Erstellt am: 3. 5. 2010 - 17:54 Uhr
Dinosaur Jr.
Dinosaur Jr. live am Donnerstag, 6. Mai 2010, beim Donaufestival in Krems
Ich habe unglaubliche Angst davor, alt zu sein. Alle Menschen, die ich mag, werden tot sein und oder gleich mir in einem Jabba-the-Hutt-artigen Zustand vor sich hin existieren. Es gibt keine Zukunft mehr, auf die ich mich beziehen kann, und auch die Ideen und Dinge, die ich liebe, werden unkompatibel sein mit meinem Wesenszustand. Wer war das, der uns etwas von "age aint nothing but a number" erzählte? Aaliyah! Tragisch. Warum konfrontiere ich euch mit den eitrigen Auswürfen meiner Seele? Es gibt ein Heilmittel dagegen, etwas, das mir die Angst vor Alter, Hilflosigkeit, Lächerlichkeit und aus dem Himmel der Jugend gefallen zu sein nimmt:
Melancholie war immer schon eine Grundkonstante im Werk von Dinosaur Jr. Kann es einen besseren Namen für eine Horde von Weißhaarigen auf Skateboards geben? Ich bin immer zu früh oder zu spät gekommen, um Dinosaur Jr. zu sehen. 1985 veröffentlichten sie als Dinosaur ihr Debütalbum und mussten, weil es eine aus den 70ern und dem Umfeld von Grateful Dead stammende Band Dinosaur gab, ihren Namen ändern. Als jugendlich kecker Seitenhieb auf die Gerichtsprozesse anstrebenden Hippies wurde dem Namen ein Jr. hinzugefügt. Drei Jahre später waren Dinosaur Jr. bereits so zertstritten, dass Lou Barlow die Band bei den Aufnahmen zu Bug in Richtung Sebadoh verließ. "You're Living All Over Me", die epochale Dinosaur Jr. LP erschein im Jahr davor, 1987.
dinosaur jr
Nach dem Split hörte ich zwar noch Dinosaur Jr., aber das fanatische Fantum war gebremst. Dinosaur Jr. lebte für mich immer auch aus dem Wechselspiel, dem Konflikt zwischen Barlow und Mascis. Als nach 20 Jahren 2005 die Dinosaur Jr. Reunion kam, glaubte ich es zuerst nicht. Dann war ich skeptisch. Als dann sämtliche Freunde von Hörsturzen sprachen, zynische Musikjournalisten mir stolz ihre vom Stagediven aufgeschlagenen Knie zeigten, wusste ich, on fire again. Dinosaur Jr. können wieder gemeinsam melancholisch-mürrische Feedback-Utopien auf uns loslassen.
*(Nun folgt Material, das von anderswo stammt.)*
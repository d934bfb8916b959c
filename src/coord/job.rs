//! A unit of concurrent work with a one-shot completion signal.

use futures::future::BoxFuture;
use futures::FutureExt;
use std::future::Future;
use std::panic::AssertUnwindSafe;
use std::sync::atomic::{AtomicU64, AtomicU8, Ordering};
use std::sync::{Arc, Mutex, MutexGuard};
use tokio::sync::{mpsc, watch};
use tokio::time::Instant;
use tracing::{debug, warn};

use crate::coord::types::{JobId, JobState};
use crate::core::errors::{CoordError, JobFailure, Result};

/// What a finished job produced
pub type JobOutcome<T> = std::result::Result<T, JobFailure>;

static NEXT_JOB_ID: AtomicU64 = AtomicU64::new(1);

enum SlotValue<T> {
    Empty,
    Ready(JobOutcome<T>),
    Taken,
}

/// Shared between the job handle and its running task
struct Slot<T> {
    state: AtomicU8,
    value: Mutex<SlotValue<T>>,
    completed_at: Mutex<Option<Instant>>,
    done_tx: watch::Sender<bool>,
}

fn lock<V>(m: &Mutex<V>) -> MutexGuard<'_, V> {
    m.lock().unwrap_or_else(|poisoned| poisoned.into_inner())
}

impl<T> Slot<T> {
    fn state(&self) -> JobState {
        JobState::from_u8(self.state.load(Ordering::Acquire))
    }

    fn complete(&self, outcome: JobOutcome<T>) {
        *lock(&self.value) = SlotValue::Ready(outcome);
        *lock(&self.completed_at) = Some(Instant::now());
        self.state.store(JobState::Completed.as_u8(), Ordering::Release);
        self.done_tx.send_replace(true);
    }
}

/// A job: some work yielding `T` or a [`JobFailure`], exactly once.
///
/// A job does nothing until [`Job::start`] (or a coordinator) spawns it onto
/// the tokio runtime. Once it completes, the outcome can be taken out one time.
pub struct Job<T> {
    id: JobId,
    name: String,
    work: Option<BoxFuture<'static, JobOutcome<T>>>,
    slot: Arc<Slot<T>>,
}

impl<T: Send + 'static> Job<T> {
    /// Wrap a future as a job. An `Err` from the future becomes
    /// [`JobFailure::Failed`].
    pub fn new<F>(name: impl Into<String>, work: F) -> Self
    where
        F: Future<Output = anyhow::Result<T>> + Send + 'static,
    {
        Self::from_outcome(name, work.map(|r| r.map_err(JobFailure::failed)))
    }

    pub(crate) fn from_outcome<F>(name: impl Into<String>, work: F) -> Self
    where
        F: Future<Output = JobOutcome<T>> + Send + 'static,
    {
        let (done_tx, _) = watch::channel(false);
        Self {
            id: JobId::new(NEXT_JOB_ID.fetch_add(1, Ordering::Relaxed)),
            name: name.into(),
            work: Some(work.boxed()),
            slot: Arc::new(Slot {
                state: AtomicU8::new(JobState::Pending.as_u8()),
                value: Mutex::new(SlotValue::Empty),
                completed_at: Mutex::new(None),
                done_tx,
            }),
        }
    }

    /// Spawn the job on the current tokio runtime and return immediately.
    pub fn start(&mut self) -> Result<()> {
        self.start_with(None)
    }

    /// Spawn the job; once it completes its id is sent on `notify`.
    pub(crate) fn start_with(&mut self, notify: Option<mpsc::Sender<JobId>>) -> Result<()> {
        let work = self
            .work
            .take()
            .ok_or(CoordError::AlreadyStarted { job: self.id })?;
        let runtime = match tokio::runtime::Handle::try_current() {
            Ok(handle) => handle,
            Err(e) => {
                self.work = Some(work);
                return Err(CoordError::internal(format!(
                    "cannot start {} outside a tokio runtime: {}",
                    self.id, e
                )));
            }
        };

        self.slot
            .state
            .store(JobState::Running.as_u8(), Ordering::Release);
        debug!(job = %self.id, name = %self.name, "job started");

        let id = self.id;
        let slot = self.slot.clone();
        runtime.spawn(async move {
            let outcome = match AssertUnwindSafe(work).catch_unwind().await {
                Ok(outcome) => outcome,
                Err(payload) => Err(JobFailure::from_panic(payload)),
            };
            slot.complete(outcome);
            if let Some(tx) = notify {
                if tx.send(id).await.is_err() {
                    warn!(job = %id, "completion receiver dropped before job finished");
                }
            }
        });
        Ok(())
    }
}

impl<T> Job<T> {
    pub fn id(&self) -> JobId {
        self.id
    }

    pub fn name(&self) -> &str {
        &self.name
    }

    pub fn state(&self) -> JobState {
        self.slot.state()
    }

    /// True once the job has completed; never reverts.
    pub fn is_done(&self) -> bool {
        self.state() == JobState::Completed
    }

    /// When the job completed, on the tokio clock.
    pub fn completed_at(&self) -> Option<Instant> {
        *lock(&self.slot.completed_at)
    }

    /// Suspend until the job completes. Returns immediately if it already has.
    pub async fn wait(&self) -> Result<()> {
        let mut rx = self.slot.done_tx.subscribe();
        rx.wait_for(|done| *done)
            .await
            .map(|_| ())
            .map_err(|e| CoordError::channel("job_done", e.to_string()))
    }

    /// Move the outcome out of a completed job.
    ///
    /// Fails with `NotReady` before completion and `ResultTaken` on a
    /// second call.
    pub fn take_result(&self) -> Result<JobOutcome<T>> {
        let mut value = lock(&self.slot.value);
        match std::mem::replace(&mut *value, SlotValue::Taken) {
            SlotValue::Ready(outcome) => Ok(outcome),
            SlotValue::Empty => {
                *value = SlotValue::Empty;
                Err(CoordError::NotReady { job: self.id })
            }
            SlotValue::Taken => Err(CoordError::ResultTaken { job: self.id }),
        }
    }
}

impl<T> std::fmt::Debug for Job<T> {
    fn fmt(&self, f: &mut std::fmt::Formatter<'_>) -> std::fmt::Result {
        f.debug_struct("Job")
            .field("id", &self.id)
            .field("name", &self.name)
            .field("state", &self.state())
            .finish()
    }
}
Wie großartig, dass ich Dinosaur Jr. zum ersten Mal bei einem Festival sehen werde, das an die Gegebenheiten einer Clubshow heran kommt. Ein Raum mit 500 Freunden, kein seelenloser Parkplatz und fünf Kilometer entfert spielt irgendwo eine Band auf einer furchtbar eingestellten Anlage. Wie passend, dass es im Rahmen eines Festivals mit dem Titel "Failed Revolutions" sein wird. Im Fall von Dinosaur Jr. Failed Revolutions, die uns aber doch wunderbar durchs Leben begleiten.